**TO DO**
Pull out every line below that contains the word "filename".

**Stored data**
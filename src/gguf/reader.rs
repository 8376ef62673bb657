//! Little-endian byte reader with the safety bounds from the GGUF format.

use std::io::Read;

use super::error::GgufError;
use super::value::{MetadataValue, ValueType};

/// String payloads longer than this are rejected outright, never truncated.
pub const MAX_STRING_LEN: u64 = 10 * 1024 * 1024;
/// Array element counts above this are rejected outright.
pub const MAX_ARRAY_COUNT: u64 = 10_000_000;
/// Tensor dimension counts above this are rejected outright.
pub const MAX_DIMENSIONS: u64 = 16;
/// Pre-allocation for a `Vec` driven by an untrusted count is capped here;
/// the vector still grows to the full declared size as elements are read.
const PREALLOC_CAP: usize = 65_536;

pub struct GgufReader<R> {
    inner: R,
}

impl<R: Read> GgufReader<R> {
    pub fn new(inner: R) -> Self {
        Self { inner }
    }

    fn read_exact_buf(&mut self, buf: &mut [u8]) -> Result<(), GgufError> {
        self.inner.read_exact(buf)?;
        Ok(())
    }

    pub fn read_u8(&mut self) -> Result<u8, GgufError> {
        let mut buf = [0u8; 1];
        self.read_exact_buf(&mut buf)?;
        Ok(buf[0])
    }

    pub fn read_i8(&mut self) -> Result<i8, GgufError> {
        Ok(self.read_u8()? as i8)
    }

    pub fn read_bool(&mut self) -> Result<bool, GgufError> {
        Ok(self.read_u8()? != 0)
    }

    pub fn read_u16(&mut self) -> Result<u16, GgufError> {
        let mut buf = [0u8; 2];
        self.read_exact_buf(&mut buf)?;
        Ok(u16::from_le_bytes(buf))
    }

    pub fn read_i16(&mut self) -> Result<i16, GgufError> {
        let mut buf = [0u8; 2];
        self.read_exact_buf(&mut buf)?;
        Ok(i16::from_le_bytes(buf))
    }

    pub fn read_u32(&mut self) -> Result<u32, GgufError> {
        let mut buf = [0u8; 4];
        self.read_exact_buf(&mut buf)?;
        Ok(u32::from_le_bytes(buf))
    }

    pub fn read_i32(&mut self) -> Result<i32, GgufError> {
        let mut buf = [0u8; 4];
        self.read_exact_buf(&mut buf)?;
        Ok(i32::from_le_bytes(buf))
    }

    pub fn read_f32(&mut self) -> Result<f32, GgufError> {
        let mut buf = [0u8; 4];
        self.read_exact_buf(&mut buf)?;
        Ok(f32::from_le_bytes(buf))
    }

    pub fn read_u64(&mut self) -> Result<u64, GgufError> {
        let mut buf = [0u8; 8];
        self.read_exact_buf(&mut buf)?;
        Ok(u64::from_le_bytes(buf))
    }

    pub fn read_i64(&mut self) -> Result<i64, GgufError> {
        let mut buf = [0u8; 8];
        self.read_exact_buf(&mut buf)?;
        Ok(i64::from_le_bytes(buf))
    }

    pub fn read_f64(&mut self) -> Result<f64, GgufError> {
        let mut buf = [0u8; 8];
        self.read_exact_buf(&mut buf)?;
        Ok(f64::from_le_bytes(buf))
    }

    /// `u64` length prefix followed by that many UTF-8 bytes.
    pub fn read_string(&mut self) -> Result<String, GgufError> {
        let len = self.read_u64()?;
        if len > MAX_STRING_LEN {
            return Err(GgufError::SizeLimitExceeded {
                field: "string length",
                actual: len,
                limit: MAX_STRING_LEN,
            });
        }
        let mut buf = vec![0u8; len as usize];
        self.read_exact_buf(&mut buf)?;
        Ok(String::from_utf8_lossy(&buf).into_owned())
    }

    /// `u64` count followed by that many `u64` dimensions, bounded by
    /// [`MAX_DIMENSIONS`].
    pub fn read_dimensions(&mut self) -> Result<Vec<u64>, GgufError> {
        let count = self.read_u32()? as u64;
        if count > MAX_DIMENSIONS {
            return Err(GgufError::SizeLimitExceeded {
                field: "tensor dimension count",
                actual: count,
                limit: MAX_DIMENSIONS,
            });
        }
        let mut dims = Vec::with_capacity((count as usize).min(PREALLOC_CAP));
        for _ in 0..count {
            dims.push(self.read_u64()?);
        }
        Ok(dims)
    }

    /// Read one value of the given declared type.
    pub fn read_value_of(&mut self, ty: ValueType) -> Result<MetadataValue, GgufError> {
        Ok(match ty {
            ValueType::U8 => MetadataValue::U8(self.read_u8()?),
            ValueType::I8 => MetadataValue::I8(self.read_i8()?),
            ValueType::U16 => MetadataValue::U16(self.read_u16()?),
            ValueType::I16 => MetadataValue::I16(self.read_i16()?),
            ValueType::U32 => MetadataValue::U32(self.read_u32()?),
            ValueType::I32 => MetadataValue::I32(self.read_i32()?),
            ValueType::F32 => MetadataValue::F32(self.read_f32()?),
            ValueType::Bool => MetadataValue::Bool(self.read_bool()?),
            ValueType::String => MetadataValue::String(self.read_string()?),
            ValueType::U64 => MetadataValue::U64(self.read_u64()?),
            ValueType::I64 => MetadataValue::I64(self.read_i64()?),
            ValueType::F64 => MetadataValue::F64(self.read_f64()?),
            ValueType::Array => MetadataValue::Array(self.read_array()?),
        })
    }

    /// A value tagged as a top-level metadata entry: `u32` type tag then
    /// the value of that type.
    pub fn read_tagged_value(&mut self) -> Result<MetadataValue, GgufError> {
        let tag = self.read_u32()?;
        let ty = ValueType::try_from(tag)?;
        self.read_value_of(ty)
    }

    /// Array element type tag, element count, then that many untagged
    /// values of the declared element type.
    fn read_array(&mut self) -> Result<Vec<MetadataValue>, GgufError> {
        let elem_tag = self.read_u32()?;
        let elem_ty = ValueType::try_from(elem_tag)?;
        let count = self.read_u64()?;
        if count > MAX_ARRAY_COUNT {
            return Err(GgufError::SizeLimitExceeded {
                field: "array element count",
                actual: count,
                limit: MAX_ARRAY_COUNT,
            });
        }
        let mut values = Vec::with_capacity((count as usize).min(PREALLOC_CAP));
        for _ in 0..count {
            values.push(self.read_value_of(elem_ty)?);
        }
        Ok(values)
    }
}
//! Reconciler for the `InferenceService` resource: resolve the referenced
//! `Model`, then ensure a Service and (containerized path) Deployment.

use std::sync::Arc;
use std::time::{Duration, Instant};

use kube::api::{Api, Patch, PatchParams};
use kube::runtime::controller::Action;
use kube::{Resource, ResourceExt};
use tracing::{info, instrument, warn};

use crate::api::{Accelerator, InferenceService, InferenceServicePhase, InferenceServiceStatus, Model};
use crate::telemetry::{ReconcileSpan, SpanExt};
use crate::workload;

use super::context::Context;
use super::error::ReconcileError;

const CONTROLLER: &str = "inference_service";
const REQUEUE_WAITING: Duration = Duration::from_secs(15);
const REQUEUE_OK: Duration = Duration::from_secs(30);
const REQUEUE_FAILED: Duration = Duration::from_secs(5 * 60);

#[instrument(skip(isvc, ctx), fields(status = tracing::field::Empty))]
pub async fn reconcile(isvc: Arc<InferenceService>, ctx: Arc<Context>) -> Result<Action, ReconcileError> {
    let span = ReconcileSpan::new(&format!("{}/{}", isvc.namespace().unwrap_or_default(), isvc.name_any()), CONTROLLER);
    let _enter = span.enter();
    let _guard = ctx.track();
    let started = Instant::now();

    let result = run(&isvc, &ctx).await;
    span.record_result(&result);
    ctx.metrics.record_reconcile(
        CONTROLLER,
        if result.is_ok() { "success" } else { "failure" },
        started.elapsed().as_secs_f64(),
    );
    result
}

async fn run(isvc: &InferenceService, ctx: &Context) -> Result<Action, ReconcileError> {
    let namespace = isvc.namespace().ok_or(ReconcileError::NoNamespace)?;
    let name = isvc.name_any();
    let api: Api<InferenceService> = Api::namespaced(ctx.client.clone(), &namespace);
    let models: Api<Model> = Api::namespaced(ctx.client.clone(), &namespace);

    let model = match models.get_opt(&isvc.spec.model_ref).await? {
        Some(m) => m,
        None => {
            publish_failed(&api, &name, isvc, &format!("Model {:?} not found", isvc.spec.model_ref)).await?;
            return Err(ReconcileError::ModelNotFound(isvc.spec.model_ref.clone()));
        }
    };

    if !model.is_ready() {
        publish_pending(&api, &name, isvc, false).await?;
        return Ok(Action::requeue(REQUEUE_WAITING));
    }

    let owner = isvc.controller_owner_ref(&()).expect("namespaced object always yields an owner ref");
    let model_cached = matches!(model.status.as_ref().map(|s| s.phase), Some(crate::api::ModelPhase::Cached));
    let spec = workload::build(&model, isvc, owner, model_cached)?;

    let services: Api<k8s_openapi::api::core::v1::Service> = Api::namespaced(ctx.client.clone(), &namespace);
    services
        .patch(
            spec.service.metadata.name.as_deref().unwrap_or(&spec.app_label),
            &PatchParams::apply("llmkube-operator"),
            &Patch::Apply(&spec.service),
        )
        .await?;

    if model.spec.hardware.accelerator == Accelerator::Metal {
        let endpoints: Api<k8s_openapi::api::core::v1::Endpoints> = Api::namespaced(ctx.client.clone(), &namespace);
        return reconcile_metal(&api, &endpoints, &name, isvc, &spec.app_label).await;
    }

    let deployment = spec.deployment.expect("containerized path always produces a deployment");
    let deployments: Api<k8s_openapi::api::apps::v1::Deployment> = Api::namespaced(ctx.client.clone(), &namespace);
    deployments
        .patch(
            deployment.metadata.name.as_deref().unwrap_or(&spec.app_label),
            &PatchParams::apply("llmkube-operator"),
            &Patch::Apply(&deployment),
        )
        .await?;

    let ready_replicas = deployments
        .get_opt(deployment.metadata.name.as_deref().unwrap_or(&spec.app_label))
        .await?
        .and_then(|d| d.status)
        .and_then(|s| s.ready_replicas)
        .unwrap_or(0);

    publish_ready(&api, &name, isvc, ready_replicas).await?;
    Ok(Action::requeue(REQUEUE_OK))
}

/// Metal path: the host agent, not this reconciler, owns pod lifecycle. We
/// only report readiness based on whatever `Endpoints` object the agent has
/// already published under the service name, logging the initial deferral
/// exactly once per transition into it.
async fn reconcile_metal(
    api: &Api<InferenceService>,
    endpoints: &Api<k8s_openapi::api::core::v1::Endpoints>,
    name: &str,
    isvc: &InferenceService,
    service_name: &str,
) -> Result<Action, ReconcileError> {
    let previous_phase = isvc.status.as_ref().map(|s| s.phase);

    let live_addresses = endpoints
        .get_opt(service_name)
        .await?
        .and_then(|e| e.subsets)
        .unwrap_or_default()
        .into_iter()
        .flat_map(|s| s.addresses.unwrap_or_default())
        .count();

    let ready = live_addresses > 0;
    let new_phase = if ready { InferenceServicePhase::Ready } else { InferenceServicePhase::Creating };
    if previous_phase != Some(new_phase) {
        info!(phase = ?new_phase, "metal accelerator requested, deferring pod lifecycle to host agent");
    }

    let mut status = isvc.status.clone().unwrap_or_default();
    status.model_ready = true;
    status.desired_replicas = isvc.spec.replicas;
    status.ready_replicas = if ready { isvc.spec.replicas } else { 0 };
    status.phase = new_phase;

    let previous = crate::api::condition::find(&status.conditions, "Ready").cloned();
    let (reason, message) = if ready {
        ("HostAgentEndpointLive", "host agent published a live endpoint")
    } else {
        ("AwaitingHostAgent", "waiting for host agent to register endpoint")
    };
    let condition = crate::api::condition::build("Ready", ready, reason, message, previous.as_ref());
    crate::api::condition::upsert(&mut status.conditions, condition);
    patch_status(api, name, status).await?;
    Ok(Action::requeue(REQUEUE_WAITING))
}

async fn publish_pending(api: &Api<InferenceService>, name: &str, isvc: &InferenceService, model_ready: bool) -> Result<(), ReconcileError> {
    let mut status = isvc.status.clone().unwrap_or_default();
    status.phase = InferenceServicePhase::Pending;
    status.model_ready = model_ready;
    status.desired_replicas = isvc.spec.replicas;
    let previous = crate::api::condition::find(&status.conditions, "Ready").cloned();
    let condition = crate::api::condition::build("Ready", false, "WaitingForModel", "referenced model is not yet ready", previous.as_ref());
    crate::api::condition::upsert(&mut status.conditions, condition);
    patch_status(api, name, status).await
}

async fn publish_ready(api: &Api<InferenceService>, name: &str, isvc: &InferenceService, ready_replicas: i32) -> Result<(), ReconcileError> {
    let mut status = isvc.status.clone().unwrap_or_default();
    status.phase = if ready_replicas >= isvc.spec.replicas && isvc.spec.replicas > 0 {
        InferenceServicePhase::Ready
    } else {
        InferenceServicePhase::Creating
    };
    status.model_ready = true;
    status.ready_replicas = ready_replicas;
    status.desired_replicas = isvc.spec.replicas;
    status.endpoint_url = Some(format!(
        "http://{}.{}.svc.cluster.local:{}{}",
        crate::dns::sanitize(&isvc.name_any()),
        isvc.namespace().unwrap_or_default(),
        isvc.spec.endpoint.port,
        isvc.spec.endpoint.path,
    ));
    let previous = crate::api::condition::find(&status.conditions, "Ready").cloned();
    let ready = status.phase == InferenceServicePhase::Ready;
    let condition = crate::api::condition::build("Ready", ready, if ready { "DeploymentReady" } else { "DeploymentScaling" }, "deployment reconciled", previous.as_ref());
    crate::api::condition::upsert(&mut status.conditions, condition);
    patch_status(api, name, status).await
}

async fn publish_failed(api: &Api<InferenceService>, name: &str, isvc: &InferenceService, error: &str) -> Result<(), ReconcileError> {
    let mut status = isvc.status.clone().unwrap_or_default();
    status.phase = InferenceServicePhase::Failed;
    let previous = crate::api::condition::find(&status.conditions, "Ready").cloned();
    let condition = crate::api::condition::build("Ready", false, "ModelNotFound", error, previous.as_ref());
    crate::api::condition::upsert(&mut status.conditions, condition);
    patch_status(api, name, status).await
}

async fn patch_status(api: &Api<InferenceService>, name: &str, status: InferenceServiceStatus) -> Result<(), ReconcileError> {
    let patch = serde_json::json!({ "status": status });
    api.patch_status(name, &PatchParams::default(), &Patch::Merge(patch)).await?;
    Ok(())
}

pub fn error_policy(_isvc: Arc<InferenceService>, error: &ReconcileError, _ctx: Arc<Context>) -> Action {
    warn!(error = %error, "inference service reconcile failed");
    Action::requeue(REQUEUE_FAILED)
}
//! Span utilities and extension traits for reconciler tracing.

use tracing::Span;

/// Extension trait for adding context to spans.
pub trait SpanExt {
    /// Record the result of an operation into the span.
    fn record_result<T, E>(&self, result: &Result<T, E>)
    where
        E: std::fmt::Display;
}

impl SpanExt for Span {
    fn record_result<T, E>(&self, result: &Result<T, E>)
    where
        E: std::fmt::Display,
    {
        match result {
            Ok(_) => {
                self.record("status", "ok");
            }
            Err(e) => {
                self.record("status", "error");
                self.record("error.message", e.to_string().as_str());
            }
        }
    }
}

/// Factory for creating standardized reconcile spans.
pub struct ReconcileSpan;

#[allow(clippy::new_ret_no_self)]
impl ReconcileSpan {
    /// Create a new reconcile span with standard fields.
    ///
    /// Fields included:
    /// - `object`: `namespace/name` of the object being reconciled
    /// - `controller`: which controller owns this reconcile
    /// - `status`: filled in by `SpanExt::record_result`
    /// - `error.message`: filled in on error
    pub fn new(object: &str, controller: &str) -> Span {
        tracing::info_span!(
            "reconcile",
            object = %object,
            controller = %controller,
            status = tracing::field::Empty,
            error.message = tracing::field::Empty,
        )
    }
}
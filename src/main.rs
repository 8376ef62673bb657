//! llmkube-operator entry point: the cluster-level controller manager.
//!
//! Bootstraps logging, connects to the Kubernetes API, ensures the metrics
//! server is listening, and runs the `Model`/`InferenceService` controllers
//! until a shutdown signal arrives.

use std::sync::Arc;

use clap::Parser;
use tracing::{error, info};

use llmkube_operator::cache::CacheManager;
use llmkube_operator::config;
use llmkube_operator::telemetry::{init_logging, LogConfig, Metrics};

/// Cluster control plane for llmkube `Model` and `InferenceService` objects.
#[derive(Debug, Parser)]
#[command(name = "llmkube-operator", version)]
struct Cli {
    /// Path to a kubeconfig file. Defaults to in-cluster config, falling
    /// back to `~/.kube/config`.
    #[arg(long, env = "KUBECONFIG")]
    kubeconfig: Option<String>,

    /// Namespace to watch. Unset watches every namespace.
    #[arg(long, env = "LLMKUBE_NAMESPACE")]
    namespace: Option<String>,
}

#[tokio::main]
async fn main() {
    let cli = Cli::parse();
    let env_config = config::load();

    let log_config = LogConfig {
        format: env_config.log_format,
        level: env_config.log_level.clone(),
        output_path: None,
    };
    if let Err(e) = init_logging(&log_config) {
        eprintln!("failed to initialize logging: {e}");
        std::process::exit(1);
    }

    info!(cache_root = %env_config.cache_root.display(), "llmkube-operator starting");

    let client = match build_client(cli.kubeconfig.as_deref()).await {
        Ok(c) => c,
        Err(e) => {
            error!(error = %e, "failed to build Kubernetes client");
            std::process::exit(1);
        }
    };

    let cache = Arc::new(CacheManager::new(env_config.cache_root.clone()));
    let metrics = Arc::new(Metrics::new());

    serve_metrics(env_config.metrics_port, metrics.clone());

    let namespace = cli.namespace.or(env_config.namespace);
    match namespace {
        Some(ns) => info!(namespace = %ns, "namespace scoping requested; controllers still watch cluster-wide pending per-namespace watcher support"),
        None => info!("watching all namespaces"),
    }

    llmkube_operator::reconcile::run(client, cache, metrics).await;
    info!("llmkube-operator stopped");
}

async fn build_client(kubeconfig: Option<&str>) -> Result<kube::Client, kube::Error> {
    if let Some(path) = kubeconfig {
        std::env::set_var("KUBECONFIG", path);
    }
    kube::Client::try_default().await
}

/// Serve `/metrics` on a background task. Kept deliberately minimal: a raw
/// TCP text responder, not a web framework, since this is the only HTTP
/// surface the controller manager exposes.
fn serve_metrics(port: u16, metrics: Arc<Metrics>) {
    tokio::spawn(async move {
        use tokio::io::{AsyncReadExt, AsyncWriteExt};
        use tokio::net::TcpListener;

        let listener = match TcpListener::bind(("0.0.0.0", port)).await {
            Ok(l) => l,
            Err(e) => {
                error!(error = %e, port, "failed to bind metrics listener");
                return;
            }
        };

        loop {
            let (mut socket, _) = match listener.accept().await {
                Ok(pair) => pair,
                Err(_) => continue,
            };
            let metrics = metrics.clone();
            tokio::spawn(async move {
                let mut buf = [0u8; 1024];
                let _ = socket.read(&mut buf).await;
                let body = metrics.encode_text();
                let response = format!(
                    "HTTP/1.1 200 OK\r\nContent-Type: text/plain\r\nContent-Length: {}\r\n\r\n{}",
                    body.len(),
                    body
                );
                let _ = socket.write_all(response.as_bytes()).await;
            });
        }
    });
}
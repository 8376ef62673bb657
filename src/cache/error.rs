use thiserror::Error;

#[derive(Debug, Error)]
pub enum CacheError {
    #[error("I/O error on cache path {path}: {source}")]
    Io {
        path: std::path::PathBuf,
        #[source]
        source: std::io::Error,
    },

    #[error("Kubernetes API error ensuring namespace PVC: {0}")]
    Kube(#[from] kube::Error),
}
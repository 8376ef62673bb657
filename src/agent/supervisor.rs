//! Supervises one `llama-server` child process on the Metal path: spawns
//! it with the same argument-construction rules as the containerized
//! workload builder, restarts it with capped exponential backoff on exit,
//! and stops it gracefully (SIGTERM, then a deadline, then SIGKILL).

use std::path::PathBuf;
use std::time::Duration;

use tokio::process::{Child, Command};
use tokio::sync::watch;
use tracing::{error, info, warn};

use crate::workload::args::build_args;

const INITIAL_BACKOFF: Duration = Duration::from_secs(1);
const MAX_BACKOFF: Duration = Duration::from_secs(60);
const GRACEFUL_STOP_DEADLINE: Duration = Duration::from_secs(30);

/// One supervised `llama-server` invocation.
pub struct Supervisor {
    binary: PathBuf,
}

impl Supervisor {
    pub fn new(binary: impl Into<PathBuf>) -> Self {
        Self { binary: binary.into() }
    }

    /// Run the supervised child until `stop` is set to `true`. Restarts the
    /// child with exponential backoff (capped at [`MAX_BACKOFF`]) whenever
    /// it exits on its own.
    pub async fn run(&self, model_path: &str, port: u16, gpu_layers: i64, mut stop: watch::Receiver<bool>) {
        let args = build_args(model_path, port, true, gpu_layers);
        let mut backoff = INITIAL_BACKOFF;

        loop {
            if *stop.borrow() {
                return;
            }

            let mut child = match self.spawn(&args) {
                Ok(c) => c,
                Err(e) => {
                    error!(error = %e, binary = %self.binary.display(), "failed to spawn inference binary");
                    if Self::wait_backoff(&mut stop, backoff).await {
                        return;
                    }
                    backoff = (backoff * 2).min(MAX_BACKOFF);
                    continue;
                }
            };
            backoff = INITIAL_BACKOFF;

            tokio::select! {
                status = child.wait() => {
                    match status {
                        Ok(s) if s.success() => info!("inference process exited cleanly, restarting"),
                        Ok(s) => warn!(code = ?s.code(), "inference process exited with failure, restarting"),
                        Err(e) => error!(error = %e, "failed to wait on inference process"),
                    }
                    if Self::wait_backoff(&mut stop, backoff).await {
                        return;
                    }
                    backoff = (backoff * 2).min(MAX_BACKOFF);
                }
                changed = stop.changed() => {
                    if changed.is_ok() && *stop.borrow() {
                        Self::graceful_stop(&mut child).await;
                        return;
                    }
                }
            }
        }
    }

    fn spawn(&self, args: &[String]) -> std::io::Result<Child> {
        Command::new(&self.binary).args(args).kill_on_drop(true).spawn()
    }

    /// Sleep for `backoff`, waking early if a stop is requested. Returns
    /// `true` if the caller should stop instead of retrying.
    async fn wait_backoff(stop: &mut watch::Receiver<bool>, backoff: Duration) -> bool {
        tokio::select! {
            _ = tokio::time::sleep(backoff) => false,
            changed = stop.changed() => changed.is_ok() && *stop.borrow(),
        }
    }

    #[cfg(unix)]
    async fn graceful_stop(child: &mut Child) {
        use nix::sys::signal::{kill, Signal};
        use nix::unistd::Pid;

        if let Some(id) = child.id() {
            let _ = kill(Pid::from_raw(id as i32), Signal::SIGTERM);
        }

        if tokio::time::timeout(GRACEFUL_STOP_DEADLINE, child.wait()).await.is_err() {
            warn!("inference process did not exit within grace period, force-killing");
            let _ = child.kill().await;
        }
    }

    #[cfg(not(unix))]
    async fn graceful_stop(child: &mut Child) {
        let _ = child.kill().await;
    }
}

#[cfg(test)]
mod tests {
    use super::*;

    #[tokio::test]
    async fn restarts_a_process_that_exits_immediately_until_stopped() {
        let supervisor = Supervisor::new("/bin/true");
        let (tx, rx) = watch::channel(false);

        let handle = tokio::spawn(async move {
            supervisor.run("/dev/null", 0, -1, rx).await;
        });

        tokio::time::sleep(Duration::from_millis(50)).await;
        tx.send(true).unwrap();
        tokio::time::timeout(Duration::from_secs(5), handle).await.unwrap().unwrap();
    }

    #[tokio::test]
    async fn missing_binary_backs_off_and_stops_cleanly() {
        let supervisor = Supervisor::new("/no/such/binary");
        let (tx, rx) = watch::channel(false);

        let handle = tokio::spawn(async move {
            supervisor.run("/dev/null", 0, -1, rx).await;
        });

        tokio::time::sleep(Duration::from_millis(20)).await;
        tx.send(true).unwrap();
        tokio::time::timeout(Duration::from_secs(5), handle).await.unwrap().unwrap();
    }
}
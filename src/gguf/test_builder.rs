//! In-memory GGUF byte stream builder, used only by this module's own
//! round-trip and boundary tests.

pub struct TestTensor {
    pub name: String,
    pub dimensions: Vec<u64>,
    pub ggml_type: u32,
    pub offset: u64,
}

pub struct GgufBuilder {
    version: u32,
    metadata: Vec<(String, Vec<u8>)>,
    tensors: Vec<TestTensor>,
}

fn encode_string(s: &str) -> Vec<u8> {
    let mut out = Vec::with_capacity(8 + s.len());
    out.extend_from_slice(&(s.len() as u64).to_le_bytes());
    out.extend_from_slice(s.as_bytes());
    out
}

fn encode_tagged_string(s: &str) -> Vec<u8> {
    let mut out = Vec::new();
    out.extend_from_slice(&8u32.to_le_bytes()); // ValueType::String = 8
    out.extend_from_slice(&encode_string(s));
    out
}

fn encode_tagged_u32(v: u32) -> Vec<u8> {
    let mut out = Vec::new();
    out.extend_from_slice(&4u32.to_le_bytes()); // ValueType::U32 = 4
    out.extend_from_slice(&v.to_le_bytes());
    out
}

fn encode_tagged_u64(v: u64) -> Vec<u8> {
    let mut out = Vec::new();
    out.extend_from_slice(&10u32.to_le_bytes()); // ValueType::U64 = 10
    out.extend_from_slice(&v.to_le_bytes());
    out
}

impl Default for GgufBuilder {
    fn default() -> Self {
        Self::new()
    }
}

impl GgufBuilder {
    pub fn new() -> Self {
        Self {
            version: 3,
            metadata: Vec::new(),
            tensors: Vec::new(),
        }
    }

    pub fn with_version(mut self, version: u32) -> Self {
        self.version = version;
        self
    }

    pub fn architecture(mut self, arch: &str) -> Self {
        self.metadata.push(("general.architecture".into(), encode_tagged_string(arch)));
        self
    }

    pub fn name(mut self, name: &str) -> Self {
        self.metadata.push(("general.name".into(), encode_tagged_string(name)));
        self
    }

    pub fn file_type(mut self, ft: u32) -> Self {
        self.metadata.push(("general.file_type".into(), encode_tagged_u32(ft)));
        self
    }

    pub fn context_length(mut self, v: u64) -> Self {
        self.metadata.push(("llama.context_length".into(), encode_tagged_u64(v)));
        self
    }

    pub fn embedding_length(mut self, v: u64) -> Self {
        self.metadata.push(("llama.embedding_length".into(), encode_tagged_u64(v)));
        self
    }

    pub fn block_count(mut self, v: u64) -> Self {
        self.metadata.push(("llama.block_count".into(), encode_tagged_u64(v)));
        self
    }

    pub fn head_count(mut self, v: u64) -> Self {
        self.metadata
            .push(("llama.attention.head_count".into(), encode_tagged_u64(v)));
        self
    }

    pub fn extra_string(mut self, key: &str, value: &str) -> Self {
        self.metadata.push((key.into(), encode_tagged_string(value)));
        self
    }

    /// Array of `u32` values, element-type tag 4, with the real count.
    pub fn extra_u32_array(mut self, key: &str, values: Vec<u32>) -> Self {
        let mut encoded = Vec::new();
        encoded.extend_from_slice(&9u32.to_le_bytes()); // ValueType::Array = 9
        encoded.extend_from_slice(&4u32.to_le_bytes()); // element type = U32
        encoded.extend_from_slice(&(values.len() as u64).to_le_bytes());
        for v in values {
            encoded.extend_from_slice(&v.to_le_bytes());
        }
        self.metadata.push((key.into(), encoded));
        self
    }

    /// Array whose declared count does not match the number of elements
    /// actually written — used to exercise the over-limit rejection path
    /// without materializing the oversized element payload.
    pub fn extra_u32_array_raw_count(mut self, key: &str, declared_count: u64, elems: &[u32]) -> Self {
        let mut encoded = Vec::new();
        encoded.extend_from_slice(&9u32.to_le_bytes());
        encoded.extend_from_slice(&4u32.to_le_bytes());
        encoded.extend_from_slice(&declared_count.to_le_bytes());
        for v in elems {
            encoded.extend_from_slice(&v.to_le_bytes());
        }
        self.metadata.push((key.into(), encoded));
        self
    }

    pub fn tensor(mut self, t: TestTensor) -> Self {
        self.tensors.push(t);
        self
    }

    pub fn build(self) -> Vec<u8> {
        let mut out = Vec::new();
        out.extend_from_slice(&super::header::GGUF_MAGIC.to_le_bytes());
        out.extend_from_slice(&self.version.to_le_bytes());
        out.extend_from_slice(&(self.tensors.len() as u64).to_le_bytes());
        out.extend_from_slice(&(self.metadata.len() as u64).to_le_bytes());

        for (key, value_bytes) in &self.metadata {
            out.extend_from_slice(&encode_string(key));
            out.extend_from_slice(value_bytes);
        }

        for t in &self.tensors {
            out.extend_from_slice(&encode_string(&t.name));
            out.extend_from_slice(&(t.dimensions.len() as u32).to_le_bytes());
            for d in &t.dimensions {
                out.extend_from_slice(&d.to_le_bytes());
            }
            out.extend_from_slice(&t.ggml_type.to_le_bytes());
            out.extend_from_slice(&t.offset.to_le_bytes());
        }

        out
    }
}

**SOLUTION BELOW**
filename src/gguf/reader.rs
filename src/main.rs
filename src/cache/error.rs
filename src/agent/supervisor.rs
filename src/gguf/test_builder.rs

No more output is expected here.